Marion Wittmann knows Lake Tahoe. From the invasive species that live in the basin of Lake Tahoe to the effects of the boats on the surface, this ecologist takes to the lake like a boat to water. Wittmann is known at UC Davis for her research and presentations on the Asian Clam Invasion, a particularly damaging species to environments like Lake Tahoe.
How would you describe your research?
I research the spread of aquatic invasive species and their ecological impacts to freshwater systems such as lakes, rivers and reservoirs.
How has UC Davis helped in your research?
I was a graduate student at UC Santa Barbara, and carried out my dissertation research at Lake Tahoe, studying the spread of Eurasian watermilfoil by recreational boaters. UC Davis helped to provide lab space, scientific support and community for me through the UC Davis Tahoe Environmental Research Center. I am currently a post-doctoral researcher with Geoff Schladow at the UC Davis Tahoe Environmental Research Center. UC Davis has completely enabled me to get where I am today.
Do you ever teach? If so, what do you teach?
I don’t teach now, but at UC Santa Barbara I was a TA for statistics, invertebrate zoology and environmental economics.
What inspired you to do your research at Lake Tahoe?
It’s beauty. And it’s susceptibility to ecological change as a result of its exposure to aquatic invasive species through recreational boating, and also its exposure to climate change.
What is so bad about non-native species in certain environments?
Non-native species can dramatically change native ecologies, they can out-compete species that are native to a system, creating a very homogenous environment – sort of like if your garden were to be over grown by weeds. They also provide a lot of problems for users of lakes, rivers and reservoir systems; they can clog water intakes, slow water conveyance, decrease water quality, tangle swimmers and damage boats.
Where is your favorite place in California and why?
Morro Bay. It’s extremely beautiful there and very quintessentially Californian in its landscape.
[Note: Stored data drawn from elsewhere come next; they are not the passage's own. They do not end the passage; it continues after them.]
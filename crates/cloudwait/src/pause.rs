//! Cancellable sleeping and deadline arithmetic

use crate::error::WaitError;
use std::time::Duration;
use tokio::time::Instant;
use tokio_util::sync::CancellationToken;

/// Stand-in for "no deadline" when `start + timeout` overflows
const FAR_FUTURE: Duration = Duration::from_secs(60 * 60 * 24 * 365 * 30);

pub(crate) fn deadline_after(start: Instant, timeout: Duration) -> Instant {
    start
        .checked_add(timeout)
        .unwrap_or_else(|| start + FAR_FUTURE)
}

/// Sleep for `delay`, returning early with `Cancelled` if the token fires
pub(crate) async fn pause<E>(
    delay: Duration,
    cancel: Option<&CancellationToken>,
) -> Result<(), WaitError<E>> {
    match cancel {
        Some(token) => tokio::select! {
            biased;
            _ = token.cancelled() => Err(WaitError::Cancelled),
            _ = tokio::time::sleep(delay) => Ok(()),
        },
        None => {
            tokio::time::sleep(delay).await;
            Ok(())
        }
    }
}

pub(crate) fn check_cancelled<E>(cancel: Option<&CancellationToken>) -> Result<(), WaitError<E>> {
    match cancel {
        Some(token) if token.is_cancelled() => Err(WaitError::Cancelled),
        _ => Ok(()),
    }
}
//! Named concurrency gates
//!
//! Some remote APIs only tolerate a handful of concurrent mutations per
//! account (for example custom key store connections). A
//! [`SemaphoreRegistry`] hands out one shared [`Semaphore`] per name. The
//! registry is an ordinary value owned by the process or test harness and
//! passed to whoever needs it.

use std::collections::HashMap;
use std::sync::{Arc, Mutex, PoisonError};
use tokio::sync::Semaphore;

#[derive(Debug, Default)]
pub struct SemaphoreRegistry {
    gates: Mutex<HashMap<String, Arc<Semaphore>>>,
}

impl SemaphoreRegistry {
    pub fn new() -> Self {
        Self::default()
    }

    /// Get the semaphore registered under `name`, creating it with
    /// `capacity` permits on first use
    ///
    /// The first capacity registered for a name wins; later calls with a
    /// different capacity get the existing gate.
    pub fn get_or_create(&self, name: &str, capacity: usize) -> Arc<Semaphore> {
        let mut gates = self.gates.lock().unwrap_or_else(PoisonError::into_inner);
        if let Some(gate) = gates.get(name) {
            return Arc::clone(gate);
        }

        let capacity = capacity.clamp(1, Semaphore::MAX_PERMITS);
        tracing::debug!(name, capacity, "created concurrency gate");
        let gate = Arc::new(Semaphore::new(capacity));
        gates.insert(name.to_string(), Arc::clone(&gate));
        gate
    }

    pub fn get(&self, name: &str) -> Option<Arc<Semaphore>> {
        self.gates
            .lock()
            .unwrap_or_else(PoisonError::into_inner)
            .get(name)
            .cloned()
    }

    pub fn len(&self) -> usize {
        self.gates
            .lock()
            .unwrap_or_else(PoisonError::into_inner)
            .len()
    }

    pub fn is_empty(&self) -> bool {
        self.len() == 0
    }
}

/// Read a gate capacity from the environment variable `var`
///
/// Anything other than a positive integer falls back to `default`.
pub fn capacity_from_env(var: &str, default: usize) -> usize {
    std::env::var(var)
        .ok()
        .and_then(|raw| raw.trim().parse::<usize>().ok())
        .filter(|capacity| *capacity > 0)
        .unwrap_or(default)
}

#[cfg(test)]
mod tests {
    use super::*;
    use std::time::Duration;

    #[test]
    fn test_same_name_same_gate() {
        let registry = SemaphoreRegistry::new();
        let a = registry.get_or_create("custom-key-store", 2);
        let b = registry.get_or_create("custom-key-store", 5);

        assert!(Arc::ptr_eq(&a, &b));
        assert_eq!(b.available_permits(), 2);
        assert_eq!(registry.len(), 1);
    }

    #[test]
    fn test_distinct_names() {
        let registry = SemaphoreRegistry::new();
        registry.get_or_create("a", 1);
        registry.get_or_create("b", 1);

        assert_eq!(registry.len(), 2);
        assert!(registry.get("a").is_some());
        assert!(registry.get("missing").is_none());
    }

    #[test]
    fn test_zero_capacity_is_clamped() {
        let registry = SemaphoreRegistry::new();
        assert_eq!(registry.get_or_create("zero", 0).available_permits(), 1);
    }

    #[test]
    fn test_capacity_from_env() {
        assert_eq!(capacity_from_env("CLOUDWAIT_TEST_UNSET_LIMIT", 4), 4);
    }

    #[tokio::test(start_paused = true)]
    async fn test_gate_limits_concurrency() {
        let registry = Arc::new(SemaphoreRegistry::new());
        let in_flight = Arc::new(std::sync::atomic::AtomicUsize::new(0));
        let peak = Arc::new(std::sync::atomic::AtomicUsize::new(0));

        let mut handles = Vec::new();
        for _ in 0..6 {
            let registry = Arc::clone(&registry);
            let in_flight = Arc::clone(&in_flight);
            let peak = Arc::clone(&peak);
            handles.push(tokio::spawn(async move {
                let gate = registry.get_or_create("connect", 2);
                let _permit = gate.acquire().await.unwrap();
                let now = in_flight.fetch_add(1, std::sync::atomic::Ordering::SeqCst) + 1;
                peak.fetch_max(now, std::sync::atomic::Ordering::SeqCst);
                tokio::time::sleep(Duration::from_secs(1)).await;
                in_flight.fetch_sub(1, std::sync::atomic::Ordering::SeqCst);
            }));
        }
        for handle in handles {
            handle.await.unwrap();
        }

        assert_eq!(peak.load(std::sync::atomic::Ordering::SeqCst), 2);
    }
}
It is also home to the world’s most difficult miniature golf course.
What is one thing people could do to preserve the planet’s ecology?
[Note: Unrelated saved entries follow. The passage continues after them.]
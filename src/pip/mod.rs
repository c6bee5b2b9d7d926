//! Point-in-Polygon (PIP) region lookup.
//!
//! Loads administrative and NUTS boundaries from GeoJSON and provides fast
//! PIP lookups using an R-tree spatial index.

mod boundary;
pub mod geometry;
mod index;
mod service;

pub use boundary::{
    parse_boundaries, read_local, BoundaryProvider, BoundarySource, FieldMapping,
    GeoJsonBoundaryProvider, RegionBoundary,
};
pub use index::{IndexedRegion, RegionIndex, EDGE_EPSILON};
pub use service::{DatasetStatus, DatasetSummary, RegionCatalog};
Don’t use so much stuff! Conserve everything. Use less water, less packaging, less electronics, less gas, less, less, less!
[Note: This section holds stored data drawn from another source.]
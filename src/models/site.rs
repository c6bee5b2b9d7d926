//! Input records: candidate sites and transport facilities.

use serde::{Deserialize, Serialize};

use crate::geodesy::Coordinate;

/// A candidate site to evaluate.
#[derive(Debug, Clone, PartialEq, Serialize, Deserialize)]
pub struct Site {
    #[serde(default)]
    pub project_id: String,
    #[serde(default)]
    pub site_id: String,
    pub name: String,
    pub latitude: f64,
    pub longitude: f64,
}

impl Site {
    pub fn new(project_id: &str, site_id: &str, name: &str, latitude: f64, longitude: f64) -> Self {
        Self {
            project_id: project_id.to_string(),
            site_id: site_id.to_string(),
            name: name.to_string(),
            latitude,
            longitude,
        }
    }

    pub fn coordinate(&self) -> Coordinate {
        Coordinate::new(self.latitude, self.longitude)
    }
}

/// Kind of transport facility
#[derive(Debug, Clone, Copy, PartialEq, Eq, Hash, Serialize, Deserialize)]
#[serde(rename_all = "lowercase")]
pub enum FacilityKind {
    Airport,
    Seaport,
}

impl FacilityKind {
    /// Name of the column holding the facility name in input files
    pub fn name_column(&self) -> &'static str {
        match self {
            FacilityKind::Airport => "Airport Name",
            FacilityKind::Seaport => "Seaport Name",
        }
    }

    /// Columns consulted for the facility code, first non-empty wins
    pub fn code_columns(&self) -> &'static [&'static str] {
        match self {
            FacilityKind::Airport => &["IATA", "ICAO"],
            FacilityKind::Seaport => &["UNLOCODE"],
        }
    }

    /// Label used in log messages
    pub fn label(&self) -> &'static str {
        match self {
            FacilityKind::Airport => "Airport",
            FacilityKind::Seaport => "Seaport",
        }
    }
}

impl std::fmt::Display for FacilityKind {
    fn fmt(&self, f: &mut std::fmt::Formatter<'_>) -> std::fmt::Result {
        f.write_str(self.label())
    }
}

/// An airport or seaport candidate.
#[derive(Debug, Clone, PartialEq, Serialize, Deserialize)]
pub struct Facility {
    pub name: String,
    #[serde(default, skip_serializing_if = "Option::is_none")]
    pub code: Option<String>,
    pub latitude: f64,
    pub longitude: f64,
}

impl Facility {
    pub fn new(name: &str, code: Option<&str>, latitude: f64, longitude: f64) -> Self {
        Self {
            name: name.to_string(),
            code: code.filter(|c| !c.is_empty()).map(String::from),
            latitude,
            longitude,
        }
    }

    pub fn coordinate(&self) -> Coordinate {
        Coordinate::new(self.latitude, self.longitude)
    }
}

/// A named point the sites are measured against (e.g. a headquarters).
#[derive(Debug, Clone, PartialEq, Serialize, Deserialize)]
pub struct ReferenceLocation {
    pub name: String,
    pub latitude: f64,
    pub longitude: f64,
}

impl ReferenceLocation {
    pub fn coordinate(&self) -> Coordinate {
        Coordinate::new(self.latitude, self.longitude)
    }
}

impl Default for ReferenceLocation {
    fn default() -> Self {
        Self {
            name: "Bedburg, Germany".to_string(),
            latitude: 51.0126,
            longitude: 6.5741,
        }
    }
}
Where did you go to school?
UC Berkeley for undergrad, UC Santa Barbara for graduate school.
Does studying clams ever make you crave a nice seafood dinner?
No. After working with these clams, I can’t eat shellfish anymore. I still love sushi, however.
What do you like to do when you aren’t studying non-native species?
Study native species! I also love to read, watch movies, hike, play indoor soccer and drinking wines from Santa Barbara’s Santa Ynez valley.
If you weren’t in ecology, what would you do as your career and why?
Probably something also related to the environment, possibly alternative energy development like wind or solar power. I would do this because I believe that natural resources must be preserved and more efficiently utilized than they are today.